Invece ha funzionato, e loro non se lo aspettavano…
“Sì, nel primo tempo non ci hanno capito niente. Chiaramente prima di scendere in campo abbiamo parlato con gli arbitri, che ci hanno confermato che il regolamento ci avrebbe permesso di andare oltre il raggruppamento e che se lo avessimo fatto non ci avrebbe fischiato contro, e gli inglesi non riuscivano a tirarsene fuori. Peccato per le 2 mete prese a inizio secondo tempo che li hanno rimessi in partita. Mi è dispiaciuto molto anche non poter rientrare nel secondo tempo, perché non avevo superato il protocollo concussion nonostante stessi bene. Purtroppo ai tempi il test era solo in inglese, e una parte consisteva nel sentire 10 parole – in quel caso in inglese – slegate l’una dall’altra e ripeterle più volte in un breve periodo di tempo, per poi ripeterle nuovamente alla fine del test. Il mio inglese non era perfetto e alla fine non riuscii a superare il test, fu un peccato perché pensavo di stare bene”.
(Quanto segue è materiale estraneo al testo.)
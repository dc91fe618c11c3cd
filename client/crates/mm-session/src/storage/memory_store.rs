use crate::{KeyValueStore, StorageError, StorageErrorResult};

use std::collections::HashMap;

/// In-process key-value store.
///
/// Optionally enforces a byte quota or refuses every operation, mirroring a
/// browser store that is full or switched off.
#[derive(Debug, Clone, Default)]
pub struct MemoryStore {
    entries: HashMap<String, String>,
    quota: Option<usize>,
    disabled: bool,
}

impl MemoryStore {
    pub fn new() -> Self {
        Self::default()
    }

    /// Rejects writes that would push keys plus values above `bytes`.
    pub fn with_quota(bytes: usize) -> Self {
        Self {
            quota: Some(bytes),
            ..Self::default()
        }
    }

    /// A store on which every operation fails.
    pub fn disabled() -> Self {
        Self {
            disabled: true,
            ..Self::default()
        }
    }

    pub fn len(&self) -> usize {
        self.entries.len()
    }

    pub fn is_empty(&self) -> bool {
        self.entries.is_empty()
    }

    fn used_bytes_without(&self, key: &str) -> usize {
        self.entries
            .iter()
            .filter(|(k, _)| k.as_str() != key)
            .map(|(k, v)| k.len() + v.len())
            .sum()
    }

    fn check_enabled(&self) -> StorageErrorResult<()> {
        if self.disabled {
            return Err(StorageError::unavailable("storage is disabled"));
        }
        Ok(())
    }
}

impl KeyValueStore for MemoryStore {
    fn get(&self, key: &str) -> StorageErrorResult<Option<String>> {
        self.check_enabled()?;
        Ok(self.entries.get(key).cloned())
    }

    fn set(&mut self, key: &str, value: &str) -> StorageErrorResult<()> {
        self.check_enabled()?;

        if let Some(limit) = self.quota
            && self.used_bytes_without(key) + key.len() + value.len() > limit
        {
            return Err(StorageError::quota_exceeded(key, limit));
        }

        self.entries.insert(key.to_string(), value.to_string());
        Ok(())
    }

    fn remove(&mut self, key: &str) -> StorageErrorResult<()> {
        self.check_enabled()?;
        self.entries.remove(key);
        Ok(())
    }

    fn clear(&mut self) -> StorageErrorResult<()> {
        self.check_enabled()?;
        self.entries.clear();
        Ok(())
    }
}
Nonostante quelle 2 mete l’Italia rimase in partita fino alla fine. Ci credevate?
“Sì, bisogna sempre crederci e quella fu una partita dove rimanemmo attaccati al risultato fino alla fine, e fu un peccato non riuscire a portarla a casa. Sarebbe stato bello. Questa è la peculiarità delle squadre britanniche, che magari rispetto a noi latini hanno questa capacità di stare sempre ‘dentro’ la partita, anche in momenti di grande difficoltà. Noi li abbiamo fatti soffrire tanto con un gioco completamente diverso dal solito, ma sono riusciti a tirarsene fuori”.
Però dopo la partita si parlava più della “fox” che del risultato…
“Dalla stampa estera non fu molto apprezzato, perché lo consideravano un modo per ‘uccidere’ la partita, e infatti subito dopo cambiarono le regole. Lo capisco, perché se tutte le squadre avessero usato questo sistema sarebbe stato difficile giocare a rugby. Sapevamo che sarebbe stata una strategia da usare ‘una tantum’, ma quando affronti avversari così forti è giusto provare ad usare tutti i mezzi che hai a disposizione. L’abbiamo studiata molto bene, e secondo me fu un colpo di genio perché ci permise di essere competitivi contro una squadra molto più forte”.